The [scatterfit](https://github.com/leojahrens/scatterfit) Stata package (Ahrens, 2024) makes this visual in one command. It takes a dependent variable, an independent variable, and optional controls or fixed effects, then produces a scatter plot of the residualized data with a fitted regression line. Built on `reghdfe`, it handles high-dimensional fixed effects efficiently. It also offers features beyond what R's `fwl_plot()` or Python's manual FWL can do: **binned scatter plots** for large datasets, **regression parameters printed directly on the plot**, and **multiple fit types** (linear, quadratic, lowess).
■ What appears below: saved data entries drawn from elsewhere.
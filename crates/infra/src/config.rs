//! Runtime configuration read from environment variables.

use std::net::SocketAddr;
use std::time::Duration;

use thiserror::Error;

/// Signing secret used when no database is configured (local development only).
pub const DEV_JWT_SECRET: &str = "salonbook-dev-secret-change-me";

#[derive(Debug, Error, PartialEq, Eq)]
pub enum ConfigError {
    #[error("SALONBOOK_BIND is not a valid socket address: {0}")]
    InvalidBind(String),

    #[error("{name} must be a positive integer, got '{value}'")]
    InvalidNumber { name: &'static str, value: String },

    #[error("DATABASE_URL is set but JWT_SECRET is not; refusing to start with the development secret")]
    MissingJwtSecret,
}

#[derive(Debug, Clone)]
pub struct AppConfig {
    pub bind: SocketAddr,
    /// `None` runs on in-memory stores.
    pub database_url: Option<String>,
    pub database_max_connections: u32,
    pub jwt_secret: String,
    pub session_ttl: chrono::Duration,
    pub cache_ttl: Duration,
    pub cache_capacity: usize,
}

impl AppConfig {
    /// Load configuration from environment variables.
    ///
    /// - SALONBOOK_BIND: socket address (default 0.0.0.0:8080)
    /// - DATABASE_URL: Postgres URL (optional; in-memory stores when absent)
    /// - DATABASE_MAX_CONNECTIONS: pool size (default 10)
    /// - JWT_SECRET: HS256 signing secret (required with DATABASE_URL)
    /// - SESSION_TTL_MINUTES: session lifetime (default 720)
    /// - CACHE_TTL_SECONDS: cached read lifetime (default 30; 0 disables)
    /// - CACHE_CAPACITY: max cached responses (default 1024; 0 disables)
    pub fn from_env() -> Result<Self, ConfigError> {
        Self::from_lookup(|name| std::env::var(name).ok())
    }

    pub fn from_lookup(lookup: impl Fn(&str) -> Option<String>) -> Result<Self, ConfigError> {
        let var = |name: &str| lookup(name).map(|v| v.trim().to_string()).filter(|v| !v.is_empty());

        let bind_str = var("SALONBOOK_BIND").unwrap_or_else(|| "0.0.0.0:8080".to_string());
        let bind: SocketAddr = bind_str.parse().map_err(|_| ConfigError::InvalidBind(bind_str))?;

        let number = |name: &'static str, default: u64, allow_zero: bool| -> Result<u64, ConfigError> {
            match var(name) {
                None => Ok(default),
                Some(raw) => match raw.parse::<u64>() {
                    Ok(n) if n > 0 || allow_zero => Ok(n),
                    _ => Err(ConfigError::InvalidNumber { name, value: raw }),
                },
            }
        };

        let database_url = var("DATABASE_URL");
        let database_max_connections = number("DATABASE_MAX_CONNECTIONS", 10, false)? as u32;
        let session_minutes = number("SESSION_TTL_MINUTES", 720, false)?;
        let cache_ttl = Duration::from_secs(number("CACHE_TTL_SECONDS", 30, true)?);
        let cache_capacity = number("CACHE_CAPACITY", 1024, true)? as usize;

        let jwt_secret = match (var("JWT_SECRET"), &database_url) {
            (Some(secret), _) => secret,
            (None, Some(_)) => return Err(ConfigError::MissingJwtSecret),
            (None, None) => {
                tracing::warn!("JWT_SECRET not set; using the development secret");
                DEV_JWT_SECRET.to_string()
            }
        };

        Ok(Self {
            bind,
            database_url,
            database_max_connections,
            jwt_secret,
            session_ttl: chrono::Duration::minutes(session_minutes.min(i64::MAX as u64 / 60_000) as i64),
            cache_ttl,
            cache_capacity,
        })
    }

    /// Configuration for tests and local runs: in-memory stores, dev secret.
    pub fn in_memory() -> Self {
        Self {
            bind: SocketAddr::from(([127, 0, 0, 1], 0)),
            database_url: None,
            database_max_connections: 1,
            jwt_secret: DEV_JWT_SECRET.to_string(),
            session_ttl: chrono::Duration::minutes(720),
            cache_ttl: Duration::from_secs(30),
            cache_capacity: 1024,
        }
    }
}
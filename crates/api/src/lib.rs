//! HTTP API: router, session gating, and request/response mapping.

pub mod app;
pub mod authz;
pub mod context;
pub mod middleware;
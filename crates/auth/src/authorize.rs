use std::collections::HashSet;

use thiserror::Error;

use salonbook_core::OwnerId;

use crate::{OwnerMembership, Permission, PrincipalId, Role};

/// A fully resolved principal for authorization decisions.
///
/// Construction of this object is decoupled from storage and transport: the
/// API derives it from verified session claims.
#[derive(Debug, Clone, PartialEq, Eq)]
pub struct Principal {
    pub principal_id: PrincipalId,
    pub active_owner_id: OwnerId,
    pub membership: OwnerMembership,
}

impl Principal {
    /// Build a principal whose permissions come from the role policy.
    pub fn from_roles(principal_id: PrincipalId, owner_id: OwnerId, roles: Vec<Role>) -> Self {
        let permissions = permissions_for_roles(&roles);
        Self {
            principal_id,
            active_owner_id: owner_id,
            membership: OwnerMembership {
                owner_id,
                roles,
                permissions,
            },
        }
    }
}

#[derive(Debug, Error, Clone, PartialEq, Eq)]
pub enum AuthzError {
    #[error("owner mismatch")]
    OwnerMismatch,

    #[error("forbidden: missing permission '{0}'")]
    Forbidden(String),
}

/// Authorize a principal within its active owner context.
///
/// - No IO
/// - No panics
/// - No business logic (pure policy check)
pub fn authorize(principal: &Principal, required: &Permission) -> Result<(), AuthzError> {
    if principal.active_owner_id != principal.membership.owner_id {
        return Err(AuthzError::OwnerMismatch);
    }

    let perms: HashSet<&str> = principal
        .membership
        .permissions
        .iter()
        .map(|p| p.as_str())
        .collect();

    if perms.contains("*") || perms.contains(required.as_str()) {
        Ok(())
    } else {
        Err(AuthzError::Forbidden(required.as_str().to_string()))
    }
}

/// Resources readable by every authenticated role.
const FRONT_DESK_READ: &[&str] = &["customers", "services", "appointments", "inventory", "vouchers"];

/// Resources a manager may read and write.
const MANAGER_RESOURCES: &[&str] = &[
    "customers",
    "services",
    "appointments",
    "staff",
    "attendance",
    "inventory",
    "vouchers",
    "points",
    "finance",
];

/// Role → permission policy.
///
/// Unknown roles grant nothing.
pub fn permissions_for_roles(roles: &[Role]) -> Vec<Permission> {
    let mut out: Vec<Permission> = Vec::new();
    let mut push = |p: Permission| {
        if !out.contains(&p) {
            out.push(p);
        }
    };

    for role in roles {
        match role.as_str() {
            "owner" | "admin" => push(Permission::new("*")),
            "manager" => {
                for r in MANAGER_RESOURCES {
                    push(Permission::read(r));
                    push(Permission::write(r));
                }
                push(Permission::read("payroll"));
                push(Permission::read("settings"));
            }
            "staff" => {
                for r in FRONT_DESK_READ {
                    push(Permission::read(r));
                }
                push(Permission::write("appointments"));
                push(Permission::read("attendance"));
                push(Permission::write("attendance"));
                push(Permission::read("settings"));
            }
            _ => {}
        }
    }

    out
}

#[cfg(test)]
mod tests {
    use super::*;

    fn principal(roles: Vec<Role>) -> Principal {
        Principal::from_roles(PrincipalId::new(), OwnerId::new(), roles)
    }

    #[test]
    fn owner_role_is_wildcard() {
        let p = principal(vec![Role::OWNER]);
        assert!(authorize(&p, &Permission::write("settings")).is_ok());
        assert!(authorize(&p, &Permission::write("payroll")).is_ok());
    }

    #[test]
    fn manager_cannot_write_settings_or_payroll() {
        let p = principal(vec![Role::MANAGER]);
        assert!(authorize(&p, &Permission::write("customers")).is_ok());
        assert!(authorize(&p, &Permission::read("payroll")).is_ok());
        assert_eq!(
            authorize(&p, &Permission::write("settings")),
            Err(AuthzError::Forbidden("settings.write".to_string()))
        );
        assert!(authorize(&p, &Permission::write("payroll")).is_err());
    }

    #[test]
    fn staff_can_book_but_not_touch_finance() {
        let p = principal(vec![Role::STAFF]);
        assert!(authorize(&p, &Permission::write("appointments")).is_ok());
        assert!(authorize(&p, &Permission::read("customers")).is_ok());
        assert!(authorize(&p, &Permission::read("finance")).is_err());
        assert!(authorize(&p, &Permission::write("customers")).is_err());
    }

    #[test]
    fn unknown_role_grants_nothing() {
        let p = principal(vec![Role::new("viewer")]);
        assert!(p.membership.permissions.is_empty());
        assert!(authorize(&p, &Permission::read("customers")).is_err());
    }

    #[test]
    fn owner_mismatch_is_rejected_before_permissions() {
        let mut p = principal(vec![Role::OWNER]);
        p.active_owner_id = OwnerId::new();
        assert_eq!(
            authorize(&p, &Permission::read("customers")),
            Err(AuthzError::OwnerMismatch)
        );
    }

    #[test]
    fn combined_roles_do_not_duplicate_permissions() {
        let perms = permissions_for_roles(&[Role::STAFF, Role::MANAGER]);
        let unique: HashSet<_> = perms.iter().collect();
        assert_eq!(unique.len(), perms.len());
    }
}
This tutorial is the third in a trilogy --- see the companion [R tutorial](/post/r_fwlplot/) and [Python tutorial](/post/python_fwl/) --- and uses the **same datasets** for cross-language comparability. All data are loaded from GitHub URLs so the analysis is fully reproducible.
**Learning objectives:**
- Use `scatterfit` to visualize bivariate relationships with and without controls
- Demonstrate FWL residualization with `controls()` and `fcontrols()`
- Verify manually that FWL reproduces `reghdfe` coefficients exactly
- Visualize fixed effects using `fcontrols()` on flights data
- Use binned scatter plots to summarize patterns in large datasets
- Show regression parameters directly on plots with `regparameters()`
### Key concepts at a glance
The post leans on a small vocabulary repeatedly. The rest of the tutorial assumes you can move between these terms quickly. Each concept below has three parts. The **definition** is always visible. The **example** and **analogy** sit behind clickable cards: open them when you need them, leave them collapsed for a quick scan. If a later section mentions "FWL theorem" or "omitted variable bias" and the term feels slippery, this is the section to re-read.
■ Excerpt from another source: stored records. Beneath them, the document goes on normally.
use chrono::{DateTime, NaiveDate, Utc};
use serde::{Deserialize, Serialize};

use salonbook_core::error::{optional_text, required_text};
use salonbook_core::money::BPS_SCALE;
use salonbook_core::{DomainError, DomainResult, Entity, Money, Owned, OwnerId, RecordId, Versioned};

/// A stylist, therapist, receptionist...
#[derive(Debug, Clone, PartialEq, Eq, Serialize, Deserialize)]
pub struct StaffMember {
    pub id: RecordId,
    pub owner_id: OwnerId,
    #[serde(default)]
    pub version: u64,
    pub name: String,
    pub role_title: Option<String>,
    pub phone: Option<String>,
    pub email: Option<String>,
    /// Monthly base salary.
    pub base_salary: Money,
    /// Commission on completed services, in basis points (1500 = 15%).
    pub commission_rate_bps: u32,
    pub active: bool,
    pub hired_on: Option<NaiveDate>,
    pub created_at: DateTime<Utc>,
    pub updated_at: DateTime<Utc>,
}

#[derive(Debug, Clone, Deserialize)]
pub struct StaffDraft {
    pub name: String,
    pub role_title: Option<String>,
    pub phone: Option<String>,
    pub email: Option<String>,
    #[serde(default)]
    pub base_salary: Money,
    /// Falls back to the business default when omitted.
    pub commission_rate_bps: Option<u32>,
    pub hired_on: Option<NaiveDate>,
}

#[derive(Debug, Clone, Default, Deserialize)]
pub struct StaffPatch {
    pub name: Option<String>,
    pub role_title: Option<String>,
    pub phone: Option<String>,
    pub email: Option<String>,
    pub base_salary: Option<Money>,
    pub commission_rate_bps: Option<u32>,
    pub active: Option<bool>,
    pub hired_on: Option<NaiveDate>,
}

impl StaffMember {
    pub fn create(
        owner_id: OwnerId,
        draft: StaffDraft,
        default_commission_bps: u32,
        now: DateTime<Utc>,
    ) -> DomainResult<Self> {
        let rate = validate_rate(draft.commission_rate_bps.unwrap_or(default_commission_bps))?;
        Ok(Self {
            id: RecordId::new(),
            owner_id,
            version: 0,
            name: required_text("name", &draft.name)?,
            role_title: optional_text(draft.role_title),
            phone: optional_text(draft.phone),
            email: optional_text(draft.email).map(|e| e.to_lowercase()),
            base_salary: draft.base_salary,
            commission_rate_bps: rate,
            active: true,
            hired_on: draft.hired_on,
            created_at: now,
            updated_at: now,
        })
    }

    pub fn apply_patch(&mut self, patch: StaffPatch, now: DateTime<Utc>) -> DomainResult<()> {
        let name = match patch.name {
            Some(n) => required_text("name", &n)?,
            None => self.name.clone(),
        };
        let rate = match patch.commission_rate_bps {
            Some(r) => validate_rate(r)?,
            None => self.commission_rate_bps,
        };

        self.name = name;
        self.commission_rate_bps = rate;
        if let Some(v) = patch.role_title {
            self.role_title = optional_text(Some(v));
        }
        if let Some(v) = patch.phone {
            self.phone = optional_text(Some(v));
        }
        if let Some(v) = patch.email {
            self.email = optional_text(Some(v)).map(|e| e.to_lowercase());
        }
        if let Some(v) = patch.base_salary {
            self.base_salary = v;
        }
        if let Some(v) = patch.active {
            self.active = v;
        }
        if let Some(v) = patch.hired_on {
            self.hired_on = Some(v);
        }
        self.updated_at = now;
        Ok(())
    }
}

impl Entity for StaffMember {
    type Id = RecordId;

    fn id(&self) -> &Self::Id {
        &self.id
    }
}

impl Owned for StaffMember {
    fn owner_id(&self) -> OwnerId {
        self.owner_id
    }
}

impl Versioned for StaffMember {
    fn version(&self) -> u64 {
        self.version
    }

    fn set_version(&mut self, version: u64) {
        self.version = version;
    }
}

pub(crate) fn validate_rate(bps: u32) -> DomainResult<u32> {
    if bps as i64 > BPS_SCALE {
        return Err(DomainError::validation("commission_rate_bps must be between 0 and 10000"));
    }
    Ok(bps)
}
**1. Frisch-Waugh-Lovell theorem** $\hat\beta\_1 = \hat\beta\_1^{\mathrm{resid}}$.
The full-regression coefficient on $X\_1$ equals the simple regression of $\tilde Y$ on $\tilde X\_1$. The tildes are residuals from regressing each on the other controls. Two routes give the same number.
Example
Regressing `sales` on `coupons` and `income` jointly gives a coupon coefficient of +0.2123. Regressing the residualized `sales` on the residualized `coupons` gives +0.2122882. Same number, two paths.
Analogy
A recipe with redundant ingredients you can subtract first. Subtract the broth from the stock. Then read the seasoning.
**2. Residualization (partial-out)** $\tilde y = y - \hat y$.
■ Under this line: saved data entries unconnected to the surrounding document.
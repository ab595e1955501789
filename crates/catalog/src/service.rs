use chrono::{DateTime, Utc};
use serde::{Deserialize, Serialize};

use salonbook_core::error::{optional_text, required_text};
use salonbook_core::{DomainError, DomainResult, Entity, Money, Owned, OwnerId, RecordId, Versioned};

/// Upper bound on a single service's duration (one day).
pub const MAX_DURATION_MINUTES: u32 = 24 * 60;

/// A bookable service on the salon's menu.
#[derive(Debug, Clone, PartialEq, Eq, Serialize, Deserialize)]
pub struct ServiceItem {
    pub id: RecordId,
    pub owner_id: OwnerId,
    #[serde(default)]
    pub version: u64,
    pub name: String,
    pub category: Option<String>,
    pub description: Option<String>,
    pub duration_minutes: u32,
    pub price: Money,
    /// Inactive services stay on old appointments but cannot be booked.
    pub active: bool,
    pub created_at: DateTime<Utc>,
    pub updated_at: DateTime<Utc>,
}

#[derive(Debug, Clone, Deserialize)]
pub struct ServiceDraft {
    pub name: String,
    pub category: Option<String>,
    pub description: Option<String>,
    pub duration_minutes: u32,
    pub price: Money,
    #[serde(default = "default_active")]
    pub active: bool,
}

fn default_active() -> bool {
    true
}

#[derive(Debug, Clone, Default, Deserialize)]
pub struct ServicePatch {
    pub name: Option<String>,
    pub category: Option<String>,
    pub description: Option<String>,
    pub duration_minutes: Option<u32>,
    pub price: Option<Money>,
    pub active: Option<bool>,
}

impl ServiceItem {
    pub fn create(owner_id: OwnerId, draft: ServiceDraft, now: DateTime<Utc>) -> DomainResult<Self> {
        Ok(Self {
            id: RecordId::new(),
            owner_id,
            version: 0,
            name: required_text("name", &draft.name)?,
            category: optional_text(draft.category),
            description: optional_text(draft.description),
            duration_minutes: validate_duration(draft.duration_minutes)?,
            price: draft.price,
            active: draft.active,
            created_at: now,
            updated_at: now,
        })
    }

    pub fn apply_patch(&mut self, patch: ServicePatch, now: DateTime<Utc>) -> DomainResult<()> {
        let name = match patch.name {
            Some(n) => required_text("name", &n)?,
            None => self.name.clone(),
        };
        let duration = match patch.duration_minutes {
            Some(d) => validate_duration(d)?,
            None => self.duration_minutes,
        };

        self.name = name;
        self.duration_minutes = duration;
        if let Some(c) = patch.category {
            self.category = optional_text(Some(c));
        }
        if let Some(d) = patch.description {
            self.description = optional_text(Some(d));
        }
        if let Some(p) = patch.price {
            self.price = p;
        }
        if let Some(a) = patch.active {
            self.active = a;
        }
        self.updated_at = now;
        Ok(())
    }

    /// Guard used when a service is added to a booking.
    pub fn ensure_bookable(&self) -> DomainResult<()> {
        if !self.active {
            return Err(DomainError::invariant(format!(
                "service '{}' is inactive and cannot be booked",
                self.name
            )));
        }
        Ok(())
    }
}

impl Entity for ServiceItem {
    type Id = RecordId;

    fn id(&self) -> &Self::Id {
        &self.id
    }
}

impl Owned for ServiceItem {
    fn owner_id(&self) -> OwnerId {
        self.owner_id
    }
}

impl Versioned for ServiceItem {
    fn version(&self) -> u64 {
        self.version
    }

    fn set_version(&mut self, version: u64) {
        self.version = version;
    }
}

fn validate_duration(minutes: u32) -> DomainResult<u32> {
    if minutes == 0 || minutes > MAX_DURATION_MINUTES {
        return Err(DomainError::validation(format!(
            "duration_minutes must be between 1 and {MAX_DURATION_MINUTES}"
        )));
    }
    Ok(minutes)
}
Replace each variable with the part *not* explained by the other regressors. Then look only at what is left. The leftover is the new variable.
Example
Regress `sales` on `income` to get `sales_resid`. Regress `coupons` on `income` to get `coupons_resid`. Plot one against the other to see the controlled relationship.
Analogy
Wiping a foggy window before looking through it. The view becomes the part you actually care about.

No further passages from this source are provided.